The European Data Protection Board announced in March that the GDPR permitted employers to process personal data in the context of an epidemic, and in those circumstances (and in compliance with national law) there will be no need to rely on the consent of individual employees to process this type of data. This may result in circumstances where businesses are collecting and retaining much more highly sensitive personal data than their information security systems were designed to manage. Additionally, increased levels of homeworking will inevitably increase the risk of a data breach due to inadequate security of data being processed away from work, or being transported between work and the employee’s home.
The Information Commissioner’s Office has suggested that it will adopt a pragmatic and flexible approach to compliance during the pandemic but this should not be interpreted as a “get out of jail card”. A significant breach of security relating to special category data collected from employees will be likely to result in ICO investigation. Businesses have the obligation to self-report any data breach within a period as short as 72 hours, so there is no justification for complacency. Over the last year, the ICO has begun to level much higher financial penalties than were common before the implementation of the GDPR and consequently the financial impact of a significant data breach could be costly. It may be prudent for businesses to review their information security/data privacy rules because of any new ways of working.

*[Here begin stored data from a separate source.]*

// Region masks: convex hull of a landmark set, filled, then dilated.

use image::{GrayImage, Luma};
use imageproc::distance_transform::Norm;
use imageproc::drawing::draw_polygon_mut;
use imageproc::geometry::convex_hull;
use imageproc::morphology::dilate;
use imageproc::point::Point;

use crate::error::{Error, Result};
use crate::topology::Region;

pub const MASK_ON: u8 = 255;

/// Hard and dilated masks for one region on one face, both frame-sized.
#[derive(Debug, Clone, PartialEq)]
pub struct RegionMask {
    /// Filled convex hull (0 or 255).
    pub hard: GrayImage,
    /// `hard` grown outward by the dilation radius (still 0 or 255).
    pub boundary: GrayImage,
}

impl RegionMask {
    pub fn dimensions(&self) -> (u32, u32) {
        self.hard.dimensions()
    }

    #[inline]
    pub fn in_hard(&self, x: u32, y: u32) -> bool {
        self.hard.get_pixel(x, y)[0] != 0
    }
}

/// Number of non-zero pixels in a mask.
pub fn coverage(mask: &GrayImage) -> usize {
    mask.as_raw().iter().filter(|&&v| v != 0).count()
}

/// Build the hard and boundary masks for `points` on a `width`x`height` frame.
///
/// The hull is taken over the distinct points; fewer than three distinct
/// points, or a hull that collapses below three vertices, yields
/// `InsufficientPoints` for `region`.
pub fn build_mask(
    region: Region,
    points: &[Point<i32>],
    width: u32,
    height: u32,
    dilate_radius: u8,
) -> Result<RegionMask> {
    let mut distinct = points.to_vec();
    distinct.sort_by_key(|p| (p.x, p.y));
    distinct.dedup();
    if distinct.len() < 3 {
        return Err(Error::InsufficientPoints {
            region,
            found: distinct.len(),
        });
    }

    let hull = convex_hull(&distinct[..]);
    if hull.len() < 3 {
        return Err(Error::InsufficientPoints {
            region,
            found: hull.len(),
        });
    }

    let mut hard = GrayImage::new(width, height);
    draw_polygon_mut(&mut hard, &hull, Luma([MASK_ON]));

    let boundary = dilate(&hard, Norm::LInf, dilate_radius);

    Ok(RegionMask { hard, boundary })
}
// Color compositing and gradient merge.
// Both functions read their inputs and return a fresh frame; the caller's
// original frame is never written to, so untouched pixels stay byte-identical.

use image::{GrayImage, RgbImage};

use crate::blur::{GaussianKernel, gaussian_blur_mask, gaussian_blur_rgb};
use crate::config::BlurParams;
use crate::error::{Error, Result};
use crate::mask::RegionMask;
use crate::types::Color;

fn check_dims(what: &'static str, expected: (u32, u32), actual: (u32, u32)) -> Result<()> {
    if expected != actual {
        return Err(Error::DimensionMismatch {
            what,
            expected,
            actual,
        });
    }
    Ok(())
}

/// Add `color * intensity` to every pixel under `mask`, saturating at 255.
///
/// Pixels outside the mask are copied unchanged. `intensity` is not
/// validated: 0 is a no-op and values above 1 oversaturate.
pub fn composite(
    frame: &RgbImage,
    mask: &GrayImage,
    color: Color,
    intensity: f32,
) -> Result<RgbImage> {
    check_dims("composite: mask vs frame", frame.dimensions(), mask.dimensions())?;

    let layer = color.to_pixel();
    let mut out = frame.clone();
    for (px, m) in out.pixels_mut().zip(mask.pixels()) {
        if m[0] == 0 {
            continue;
        }
        for c in 0..3 {
            let v = px[c] as f32 + layer[c] as f32 * intensity;
            px[c] = v.round().clamp(0.0, 255.0) as u8;
        }
    }
    Ok(out)
}

/// Feather `blended` back into `original` across the region edge.
///
/// The blended frame is softened with `blur`, the boundary mask with
/// `feather`; the latter becomes the per-pixel weight of the blurred
/// recolor. Pixels outside the hard mask are copied from `original`.
pub fn merge_with_gradient(
    blended: &RgbImage,
    original: &RgbImage,
    mask: &RegionMask,
    blur: &BlurParams,
    feather: &BlurParams,
) -> Result<RgbImage> {
    let dims = original.dimensions();
    check_dims("merge: blended vs original", dims, blended.dimensions())?;
    check_dims("merge: hard mask vs original", dims, mask.hard.dimensions())?;
    check_dims("merge: boundary mask vs original", dims, mask.boundary.dimensions())?;

    let softened = gaussian_blur_rgb(blended, &GaussianKernel::from_params(blur));
    let gradient = gaussian_blur_mask(&mask.boundary, &GaussianKernel::from_params(feather));

    let mut out = original.clone();
    for (x, y, px) in out.enumerate_pixels_mut() {
        if !mask.in_hard(x, y) {
            continue; // hard cutoff: keep the original exactly
        }
        let a = gradient.weight(x, y).clamp(0.0, 1.0);
        let inv = 1.0 - a;
        let s = softened.get_pixel(x, y);
        for c in 0..3 {
            let v = s[c] as f32 * a + px[c] as f32 * inv;
            px[c] = v.round().clamp(0.0, 255.0) as u8;
        }
    }
    Ok(out)
}
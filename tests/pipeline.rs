//! End-to-end tests of the frame pipeline with a fixed-output detector.

use std::sync::Arc;

use image::{Rgb, RgbImage};
use imageproc::point::Point;
use lip_tint::topology::{FACE_MESH_LANDMARKS, LEFT_EYE_EDGES, LIPS_EDGES};
use lip_tint::{
    Color, FaceLandmarks, FramePipeline, LandmarkPoint, PipelineConfig, Region,
    RegionIndexRegistry, RegionStyle, StaticDetector, build_mask, build_region_indices,
};

/// A full face-mesh point set whose `edges` region is spread round `outline`.
/// Every other landmark sits at the origin.
fn face_with(edges: &[(usize, usize)], outline: &[(f32, f32)]) -> FaceLandmarks {
    let mut points = vec![LandmarkPoint::new(0.0, 0.0); FACE_MESH_LANDMARKS];
    for (k, idx) in build_region_indices(edges).into_iter().enumerate() {
        let (x, y) = outline[k % outline.len()];
        points[idx] = LandmarkPoint::new(x, y);
    }
    FaceLandmarks::new(points)
}

fn hexagon(cx: f32, cy: f32) -> Vec<(f32, f32)> {
    vec![
        (cx - 0.15, cy),
        (cx - 0.05, cy - 0.07),
        (cx + 0.05, cy - 0.07),
        (cx + 0.15, cy),
        (cx + 0.05, cy + 0.07),
        (cx - 0.05, cy + 0.07),
    ]
}

fn hull_mask_of(outline: &[(f32, f32)], w: u32, h: u32) -> lip_tint::RegionMask {
    let pts: Vec<Point<i32>> = outline
        .iter()
        .map(|&(x, y)| LandmarkPoint::new(x, y).to_pixel(w, h))
        .collect();
    build_mask(Region::Lips, &pts, w, h, 1).unwrap()
}

fn textured(w: u32, h: u32) -> RgbImage {
    RgbImage::from_fn(w, h, |x, y| {
        Rgb([(x * 5 % 256) as u8, (y * 3 % 256) as u8, ((x + y) % 256) as u8])
    })
}

#[test]
fn gray_frame_gets_red_lips_and_clean_corners() {
    let pipeline = FramePipeline::with_defaults().unwrap();
    let frame = RgbImage::from_pixel(100, 100, Rgb([128, 128, 128]));
    let face = face_with(LIPS_EDGES, &hexagon(0.5, 0.5));

    let out = pipeline
        .process_frame(&frame, &StaticDetector::new(vec![face]))
        .unwrap();

    let centre = out.get_pixel(50, 50);
    assert!(centre[0] > 200, "red channel only reached {}", centre[0]);
    assert_eq!(centre[1], 128);
    assert_eq!(centre[2], 128);
    for (x, y) in [(0, 0), (99, 0), (0, 99), (99, 99)] {
        assert_eq!(out.get_pixel(x, y), &Rgb([128, 128, 128]));
    }
}

#[test]
fn no_face_returns_identical_frame() {
    let pipeline = FramePipeline::with_defaults().unwrap();
    let frame = textured(64, 48);
    let out = pipeline
        .process_frame(&frame, &StaticDetector::new(Vec::new()))
        .unwrap();
    assert_eq!(out.as_raw(), frame.as_raw());
}

#[test]
fn two_point_face_is_skipped_and_others_still_process() {
    let pipeline = FramePipeline::with_defaults().unwrap();
    let frame = textured(120, 80);
    let degenerate = face_with(LIPS_EDGES, &[(0.2, 0.2), (0.3, 0.3)]);
    let good = face_with(LIPS_EDGES, &hexagon(0.7, 0.6));

    let both = pipeline
        .process_frame(&frame, &StaticDetector::new(vec![degenerate.clone(), good.clone()]))
        .unwrap();
    let good_only = pipeline
        .process_frame(&frame, &StaticDetector::new(vec![good]))
        .unwrap();
    let degenerate_only = pipeline
        .process_frame(&frame, &StaticDetector::new(vec![degenerate]))
        .unwrap();

    assert_eq!(degenerate_only, frame);
    assert_eq!(both, good_only);
    assert_ne!(both, frame);
}

#[test]
fn faces_do_not_leak_into_each_other() {
    let (w, h) = (160, 80);
    let pipeline = FramePipeline::with_defaults().unwrap();
    let frame = textured(w, h);
    let left_outline = hexagon(0.25, 0.5);
    let right_outline = hexagon(0.75, 0.5);
    let left = face_with(LIPS_EDGES, &left_outline);
    let right = face_with(LIPS_EDGES, &right_outline);

    let both = pipeline
        .process_frame(&frame, &StaticDetector::new(vec![left.clone(), right.clone()]))
        .unwrap();
    let left_alone = pipeline
        .process_frame(&frame, &StaticDetector::new(vec![left]))
        .unwrap();
    let right_alone = pipeline
        .process_frame(&frame, &StaticDetector::new(vec![right]))
        .unwrap();

    let left_mask = hull_mask_of(&left_outline, w, h);
    let right_mask = hull_mask_of(&right_outline, w, h);
    for (x, y, px) in both.enumerate_pixels() {
        if left_mask.in_hard(x, y) {
            assert_eq!(px, left_alone.get_pixel(x, y));
        } else if right_mask.in_hard(x, y) {
            assert_eq!(px, right_alone.get_pixel(x, y));
        } else {
            assert_eq!(px, frame.get_pixel(x, y));
        }
    }
}

#[test]
fn output_is_deterministic() {
    let pipeline = FramePipeline::with_defaults().unwrap();
    let frame = textured(90, 90);
    let detector = StaticDetector::new(vec![face_with(LIPS_EDGES, &hexagon(0.5, 0.55))]);
    let a = pipeline.process_frame(&frame, &detector).unwrap();
    let b = pipeline.process_frame(&frame, &detector).unwrap();
    assert_eq!(a, b);
}

#[test]
fn later_regions_stack_on_earlier_ones() {
    let mut lips = RegionStyle::lips(Color::rgb(255, 0, 0));
    lips.intensity = 0.3;
    let eye = RegionStyle {
        region: Region::LeftEye,
        color: Color::rgb(0, 0, 255),
        ..RegionStyle::default()
    };
    let config = PipelineConfig {
        regions: vec![lips, eye],
    };
    let pipeline = FramePipeline::new(Arc::new(RegionIndexRegistry::new().unwrap()), config);

    // Both regions outline the same hexagon, so the centre collects both tints.
    let outline = hexagon(0.5, 0.5);
    let mut face = face_with(LIPS_EDGES, &outline);
    let eye_face = face_with(LEFT_EYE_EDGES, &outline);
    for idx in build_region_indices(LEFT_EYE_EDGES) {
        face.points[idx] = eye_face.points[idx];
    }

    let frame = RgbImage::from_pixel(100, 100, Rgb([100, 100, 100]));
    let out = pipeline
        .process_frame(&frame, &StaticDetector::new(vec![face]))
        .unwrap();
    let centre = out.get_pixel(50, 50);
    assert!(centre[0] > 150);
    assert_eq!(centre[1], 100);
    assert!(centre[2] > 150);
}

#[test]
fn flat_frame_with_zero_intensity_is_unchanged() {
    let mut style = RegionStyle::default();
    style.intensity = 0.0;
    let pipeline = FramePipeline::new(
        Arc::new(RegionIndexRegistry::new().unwrap()),
        PipelineConfig {
            regions: vec![style],
        },
    );
    let frame = RgbImage::from_pixel(80, 80, Rgb([60, 70, 80]));
    let detector = StaticDetector::new(vec![face_with(LIPS_EDGES, &hexagon(0.5, 0.5))]);
    assert_eq!(pipeline.process_frame(&frame, &detector).unwrap(), frame);
}

#[test]
fn one_pipeline_serves_many_threads() {
    let pipeline = FramePipeline::with_defaults().unwrap();
    let frame = textured(70, 70);
    let detector = StaticDetector::new(vec![face_with(LIPS_EDGES, &hexagon(0.5, 0.5))]);
    let expected = pipeline.process_frame(&frame, &detector).unwrap();

    std::thread::scope(|s| {
        let handles: Vec<_> = (0..4)
            .map(|_| s.spawn(|| pipeline.process_frame(&frame, &detector).unwrap()))
            .collect();
        for handle in handles {
            assert_eq!(handle.join().unwrap(), expected);
        }
    });
}
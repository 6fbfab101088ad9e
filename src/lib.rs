//! # lip-tint
//!
//! Soft-edged recoloring of facial regions (lips by default) from face-mesh
//! landmarks.
//!
//! For each face a detector reports, and each configured region:
//!
//! 1. Take the region's landmark indices from the [`RegionIndexRegistry`]
//!    and scale the normalized points to pixels.
//! 2. Fill their convex hull into a hard mask and dilate it into a boundary
//!    mask ([`build_mask`]).
//! 3. Add the region color under the boundary mask ([`composite`]).
//! 4. Blur the result, blur the boundary mask into a weight map and mix the
//!    two back into the original, inside the hard mask only
//!    ([`merge_with_gradient`]).
//!
//! Landmark detection is not part of this crate; implement
//! [`LandmarkDetector`] for whatever model produces the points.
//!
//! ```rust
//! use image::{Rgb, RgbImage};
//! use lip_tint::{FramePipeline, StaticDetector};
//!
//! let pipeline = FramePipeline::with_defaults().unwrap();
//! let frame = RgbImage::from_pixel(64, 64, Rgb([128, 128, 128]));
//!
//! // No faces: the frame comes back unchanged.
//! let out = pipeline.process_frame(&frame, &StaticDetector::new(vec![])).unwrap();
//! assert_eq!(out, frame);
//! ```

mod blur;
mod composite;
mod config;
mod detector;
mod error;
mod mask;
mod pipeline;
pub mod topology;
mod types;

pub use blur::{GaussianKernel, gaussian_blur_mask, gaussian_blur_rgb};
pub use composite::{composite, merge_with_gradient};
pub use config::{BlurParams, PipelineConfig, RegionStyle};
pub use detector::{LandmarkDetector, StaticDetector};
pub use error::{DetectorError, Error, Result};
pub use mask::{MASK_ON, RegionMask, build_mask, coverage};
pub use pipeline::FramePipeline;
pub use topology::{Region, RegionIndexRegistry, build_region_indices};
pub use types::{Color, FaceLandmarks, GradientMask, LandmarkPoint};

Changing terms and conditions/restructuring
For some businesses it may already be clear that it will be necessary to review their structure or business model in the post COVID trading environment. In those circumstances the end of the government furlough scheme or the reduction in financial support from August may prompt a review of their employment requirements.
It is possible to alter employee terms and conditions (for example to reduce staff cost by salary cuts/removal of bonus etc) and the usual advice is to consider achieving this with employees by consent if possible. If it is not possible to agree on a reduction in terms and conditions with employees it may be appropriate to consider terminating their contracts with an offer of re-engagement on revised (i.e. reduced cost) terms. It is essential to understand that a successful outcome to a termination and re-engagement program will be technically challenging and it would be appropriate to obtain expert advice and support. There is significant risk with these type of “business-wide” programs as if there is an error in the process it can result in a claim on behalf of all affected employees.
Some businesses may conclude that there is no alternative but to undertake redundancies and in those circumstances, it will be important to understand the collective consultation obligations (a minimum of 30 days consultation if there are 20-99 redundancies and a minimum of 45 days consultation for 100 or more redundancies), which will impact the timeline for the process and influence how quickly any cost-saving will benefit the business. Redundancy/restructuring exercises are frequently complex with a high risk of litigation if they are not conducted correctly. Expert advice and support will assist in de-risking the process and the use of a “DIY Redundancy Toolkits” can be a cost-effective solution.